[Opening Provided records section]

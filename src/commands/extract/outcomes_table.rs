use anyhow::{Context, Result};
use regex::{Regex, RegexBuilder};

use super::document::Grid;
use super::lexicon::{LabelFilter, ValuePatterns, collapse_whitespace};
use super::table_scorer::read_row;

/// One outcome line read from the selected table or the page text.
#[derive(Debug, Clone, PartialEq, Eq)]
pub(super) struct OutcomeRow {
    pub outcome: String,
    pub count: String,
    pub percent: String,
}

pub(super) struct OutcomesTableReader {
    title_phrases: Vec<Regex>,
    cohort_suffix: Regex,
    total_line: Regex,
    not_seeking_line: Regex,
}

impl OutcomesTableReader {
    pub(super) fn new() -> Result<Self> {
        let title_phrases = [
            "reported outcomes of graduates",
            "reported outcomes of",
            "graduate outcomes",
        ]
        .iter()
        .map(|phrase| {
            RegexBuilder::new(&regex::escape(phrase))
                .case_insensitive(true)
                .build()
                .with_context(|| format!("failed to compile title phrase regex: {phrase}"))
        })
        .collect::<Result<Vec<Regex>>>()?;

        Ok(Self {
            title_phrases,
            cohort_suffix: Regex::new(r"(?i)\b20\d{2}\s+graduates\b")
                .context("failed to compile cohort suffix regex")?,
            total_line: Regex::new(r"(?i)\bTOTAL\b\s+([\d,]+)(?:\s+(\d+(?:\.\d+)?%))?")
                .context("failed to compile total line regex")?,
            not_seeking_line: Regex::new(r"(?i)\bNot\s+Seeking\b\s+([\d,]+)\b")
                .context("failed to compile not seeking regex")?,
        })
    }

    /// Table headings bleed into the first label cell in some years.
    fn strip_title_noise(&self, label: &str) -> String {
        let mut cleaned = label.to_string();
        for phrase in &self.title_phrases {
            if phrase.is_match(&cleaned) {
                cleaned = phrase.replace_all(&cleaned, "").trim().to_string();
            }
        }
        let cleaned = self.cohort_suffix.replace_all(&cleaned, "");
        collapse_whitespace(&cleaned)
    }

    pub(super) fn read(
        &self,
        values: &ValuePatterns,
        labels: &LabelFilter,
        grid: &Grid,
    ) -> Vec<OutcomeRow> {
        let mut rows = Vec::<OutcomeRow>::new();
        let mut pending_label = String::new();

        for row in grid {
            if row.is_empty() {
                continue;
            }

            let cells = read_row(values, labels, row);
            let mut label = self.strip_title_noise(&cells.label);
            let count = cells.count;
            let percent = cells.percent;

            // A label with no figures continues the row above it.
            if !label.is_empty() && count.is_empty() && percent.is_empty() {
                match rows.last_mut() {
                    Some(previous) => {
                        previous.outcome = format!("{} {}", previous.outcome, label)
                            .trim()
                            .to_string();
                    }
                    None => pending_label = join_fragments(&pending_label, &label),
                }
                continue;
            }

            if !pending_label.is_empty() {
                label = join_fragments(&pending_label, &label);
                pending_label.clear();
            }

            if label.is_empty() || label.eq_ignore_ascii_case("outcome") {
                continue;
            }

            let lower = label.trim().to_lowercase();
            let count_only = lower == "total" || lower.starts_with("not seeking");

            if !count.is_empty() && (!percent.is_empty() || count_only) {
                rows.push(OutcomeRow {
                    outcome: label,
                    count,
                    percent,
                });
            } else if count.is_empty() {
                pending_label = join_fragments(&pending_label, &label);
            }
        }

        rows
    }

    /// TOTAL and Not Seeking often sit outside the table grid.
    fn totals_from_text(&self, page_text: &str) -> Vec<OutcomeRow> {
        let mut found = Vec::new();

        if let Some(captures) = self.total_line.captures(page_text)
            && let Some(count) = captures.get(1)
        {
            found.push(OutcomeRow {
                outcome: "TOTAL".to_string(),
                count: count.as_str().to_string(),
                percent: captures
                    .get(2)
                    .map(|m| m.as_str().to_string())
                    .unwrap_or_default(),
            });
        }

        if let Some(captures) = self.not_seeking_line.captures(page_text)
            && let Some(count) = captures.get(1)
        {
            found.push(OutcomeRow {
                outcome: "Not Seeking".to_string(),
                count: count.as_str().to_string(),
                percent: String::new(),
            });
        }

        found
    }

    /// Table rows plus any TOTAL / Not Seeking line the table did not carry.
    pub(super) fn read_page(
        &self,
        values: &ValuePatterns,
        labels: &LabelFilter,
        grid: &Grid,
        page_text: &str,
    ) -> Vec<OutcomeRow> {
        let mut rows = self.read(values, labels, grid);
        let existing = rows
            .iter()
            .map(|row| row.outcome.to_lowercase())
            .collect::<Vec<String>>();
        for extra in self.totals_from_text(page_text) {
            if !existing.contains(&extra.outcome.to_lowercase()) {
                rows.push(extra);
            }
        }
        rows
    }
}

fn join_fragments(head: &str, tail: &str) -> String {
    format!("{head} {tail}").trim().to_string()
}

#[cfg(test)]
mod tests {
    use super::*;
    use crate::commands::extract::table_scorer::outcomes_label_filter;

    fn grid(rows: &[&[&str]]) -> Grid {
        rows.iter()
            .map(|row| row.iter().map(|cell| cell.to_string()).collect())
            .collect()
    }

    #[test]
    fn wrapped_label_fragments_join_the_previous_row() {
        let values = ValuePatterns::new().expect("patterns");
        let reader = OutcomesTableReader::new().expect("reader");
        let table = grid(&[
            &["Outcome", "#", "%"],
            &["Volunteering or", "", ""],
            &["Service Program", "14", "1%"],
            &["Employed FT", "500", "50%"],
            &["(full-time)", "", ""],
            &["Total", "1,000", ""],
        ]);

        let rows = reader.read(&values, &outcomes_label_filter(), &table);
        assert_eq!(rows.len(), 3);
        assert_eq!(rows[0].outcome, "Volunteering or Service Program");
        assert_eq!(rows[1].outcome, "Employed FT (full-time)");
        assert_eq!(rows[2].outcome, "Total");
        assert_eq!(rows[2].count, "1,000");
        assert!(rows[2].percent.is_empty());
    }

    #[test]
    fn heading_phrases_are_stripped_from_labels() {
        let values = ValuePatterns::new().expect("patterns");
        let reader = OutcomesTableReader::new().expect("reader");
        let table = grid(&[&["Reported Outcomes of 2019 Graduates Employed PT", "40", "4%"]]);

        let rows = reader.read(&values, &outcomes_label_filter(), &table);
        assert!(rows.is_empty());

        assert_eq!(
            reader.strip_title_noise("Reported Outcomes of 2019 Graduates Employed PT"),
            "Employed PT"
        );
    }

    #[test]
    fn totals_from_text_fill_missing_rows_only() {
        let values = ValuePatterns::new().expect("patterns");
        let reader = OutcomesTableReader::new().expect("reader");
        let table = grid(&[
            &["Employed FT", "500", "50%"],
            &["Total", "1,000", ""],
        ]);
        let text = "TOTAL 1,000 100%\nNot Seeking 42\n";

        let rows = reader.read_page(&values, &outcomes_label_filter(), &table, text);
        assert_eq!(rows.len(), 3);
        assert_eq!(rows[2].outcome, "Not Seeking");
        assert_eq!(rows[2].count, "42");
    }
}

[Closing Provided records section]

I need each line of the entries that holds the string "super" located and copied.

■ Written reply ■
use super::document::Grid;
use super::lexicon::{LabelFilter, ValuePatterns, collapse_whitespace};
use super::table_scorer::read_row;
pub(super) struct OutcomeRow {
pub(super) struct OutcomesTableReader {
    pub(super) fn new() -> Result<Self> {
    pub(super) fn read(
    pub(super) fn read_page(
    use super::*;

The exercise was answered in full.